= Beginning of Section =

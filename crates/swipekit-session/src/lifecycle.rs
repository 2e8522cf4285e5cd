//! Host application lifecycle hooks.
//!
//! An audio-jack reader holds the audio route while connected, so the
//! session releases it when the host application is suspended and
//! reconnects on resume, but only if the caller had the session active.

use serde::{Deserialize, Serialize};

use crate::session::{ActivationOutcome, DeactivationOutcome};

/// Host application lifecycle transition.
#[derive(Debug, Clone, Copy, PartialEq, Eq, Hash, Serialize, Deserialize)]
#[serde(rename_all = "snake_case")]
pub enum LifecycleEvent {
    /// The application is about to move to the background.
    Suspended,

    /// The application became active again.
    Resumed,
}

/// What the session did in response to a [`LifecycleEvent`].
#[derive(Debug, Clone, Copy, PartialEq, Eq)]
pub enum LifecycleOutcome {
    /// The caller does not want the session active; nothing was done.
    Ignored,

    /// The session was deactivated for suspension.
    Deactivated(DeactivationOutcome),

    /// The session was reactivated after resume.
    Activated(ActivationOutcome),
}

= End of Section =
= Beginning of Section =

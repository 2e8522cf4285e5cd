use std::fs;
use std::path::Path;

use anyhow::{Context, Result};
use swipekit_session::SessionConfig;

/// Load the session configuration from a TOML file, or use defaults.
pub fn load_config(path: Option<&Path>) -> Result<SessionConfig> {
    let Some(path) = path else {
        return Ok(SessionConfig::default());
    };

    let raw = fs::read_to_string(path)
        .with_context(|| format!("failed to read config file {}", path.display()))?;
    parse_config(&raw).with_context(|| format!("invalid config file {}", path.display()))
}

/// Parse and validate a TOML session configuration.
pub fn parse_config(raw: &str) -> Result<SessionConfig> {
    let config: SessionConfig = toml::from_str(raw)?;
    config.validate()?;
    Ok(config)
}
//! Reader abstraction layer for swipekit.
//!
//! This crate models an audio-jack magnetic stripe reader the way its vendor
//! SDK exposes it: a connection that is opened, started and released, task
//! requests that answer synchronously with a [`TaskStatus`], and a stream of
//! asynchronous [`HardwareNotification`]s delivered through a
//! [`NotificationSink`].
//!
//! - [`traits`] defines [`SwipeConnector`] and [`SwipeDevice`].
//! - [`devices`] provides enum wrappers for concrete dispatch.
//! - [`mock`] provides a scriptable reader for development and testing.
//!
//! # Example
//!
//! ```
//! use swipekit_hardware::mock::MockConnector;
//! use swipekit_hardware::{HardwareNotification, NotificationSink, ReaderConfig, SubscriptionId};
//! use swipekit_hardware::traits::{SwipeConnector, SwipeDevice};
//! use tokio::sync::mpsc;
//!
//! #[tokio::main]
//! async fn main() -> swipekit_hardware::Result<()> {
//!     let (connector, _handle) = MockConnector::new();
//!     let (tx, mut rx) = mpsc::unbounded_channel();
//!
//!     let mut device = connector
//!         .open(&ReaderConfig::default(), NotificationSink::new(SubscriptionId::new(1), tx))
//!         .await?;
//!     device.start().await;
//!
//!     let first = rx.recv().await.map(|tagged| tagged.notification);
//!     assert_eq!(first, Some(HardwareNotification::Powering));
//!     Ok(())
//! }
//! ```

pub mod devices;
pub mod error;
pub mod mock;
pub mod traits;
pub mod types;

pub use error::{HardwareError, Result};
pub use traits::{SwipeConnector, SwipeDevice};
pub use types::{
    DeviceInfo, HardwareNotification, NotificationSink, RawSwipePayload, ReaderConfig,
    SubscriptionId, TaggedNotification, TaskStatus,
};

= End of Section =
= Beginning of Section =

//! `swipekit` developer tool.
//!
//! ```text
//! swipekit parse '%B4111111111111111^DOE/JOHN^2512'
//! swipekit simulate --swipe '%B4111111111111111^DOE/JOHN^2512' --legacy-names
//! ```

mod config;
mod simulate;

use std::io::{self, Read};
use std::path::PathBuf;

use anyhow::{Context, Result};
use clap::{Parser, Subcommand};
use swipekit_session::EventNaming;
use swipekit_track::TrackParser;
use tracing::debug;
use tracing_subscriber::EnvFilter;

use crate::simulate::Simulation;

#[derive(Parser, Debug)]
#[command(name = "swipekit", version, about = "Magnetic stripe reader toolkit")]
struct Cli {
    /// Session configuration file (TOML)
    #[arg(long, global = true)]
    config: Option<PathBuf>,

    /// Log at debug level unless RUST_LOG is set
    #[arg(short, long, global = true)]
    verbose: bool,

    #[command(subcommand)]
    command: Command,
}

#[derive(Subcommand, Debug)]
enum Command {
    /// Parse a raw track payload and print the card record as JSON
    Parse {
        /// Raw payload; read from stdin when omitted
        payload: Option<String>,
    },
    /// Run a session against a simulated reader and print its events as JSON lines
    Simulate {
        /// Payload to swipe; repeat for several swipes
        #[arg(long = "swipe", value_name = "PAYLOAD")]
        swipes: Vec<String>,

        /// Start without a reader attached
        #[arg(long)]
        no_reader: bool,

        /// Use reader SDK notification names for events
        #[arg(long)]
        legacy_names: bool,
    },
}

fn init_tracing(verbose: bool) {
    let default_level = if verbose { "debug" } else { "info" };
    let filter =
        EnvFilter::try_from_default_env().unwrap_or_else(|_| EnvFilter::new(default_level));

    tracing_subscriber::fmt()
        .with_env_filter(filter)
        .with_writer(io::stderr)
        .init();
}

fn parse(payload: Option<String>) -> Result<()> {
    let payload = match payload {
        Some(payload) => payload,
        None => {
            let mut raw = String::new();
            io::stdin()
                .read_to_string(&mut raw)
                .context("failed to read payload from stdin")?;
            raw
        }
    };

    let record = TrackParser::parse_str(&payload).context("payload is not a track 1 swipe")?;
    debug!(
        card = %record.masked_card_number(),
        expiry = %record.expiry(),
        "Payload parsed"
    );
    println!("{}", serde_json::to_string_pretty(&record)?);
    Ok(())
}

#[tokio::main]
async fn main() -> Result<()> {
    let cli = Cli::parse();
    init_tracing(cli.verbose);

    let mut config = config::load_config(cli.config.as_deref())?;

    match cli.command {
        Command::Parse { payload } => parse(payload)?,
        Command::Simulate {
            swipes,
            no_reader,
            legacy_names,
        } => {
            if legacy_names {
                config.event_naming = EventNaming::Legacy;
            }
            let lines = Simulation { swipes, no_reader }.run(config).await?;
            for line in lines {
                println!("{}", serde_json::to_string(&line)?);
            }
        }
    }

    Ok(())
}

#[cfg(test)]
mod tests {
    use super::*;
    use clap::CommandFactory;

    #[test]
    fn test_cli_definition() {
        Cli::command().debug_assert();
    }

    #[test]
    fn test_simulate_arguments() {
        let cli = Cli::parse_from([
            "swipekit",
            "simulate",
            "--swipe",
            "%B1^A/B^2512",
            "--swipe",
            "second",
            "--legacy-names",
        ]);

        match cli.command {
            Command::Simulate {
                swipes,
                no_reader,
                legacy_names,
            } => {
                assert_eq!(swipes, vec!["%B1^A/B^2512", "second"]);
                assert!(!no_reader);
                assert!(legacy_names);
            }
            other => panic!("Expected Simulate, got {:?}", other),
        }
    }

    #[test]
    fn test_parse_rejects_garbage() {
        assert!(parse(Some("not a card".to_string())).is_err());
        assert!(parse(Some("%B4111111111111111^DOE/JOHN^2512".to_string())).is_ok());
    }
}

= End of Section =

Problem details. Please report every line of the records above that contains the word "failed".

Answer section.
        .with_context(|| format!("failed to read config file {}", path.display()))?;
                .context("failed to read payload from stdin")?;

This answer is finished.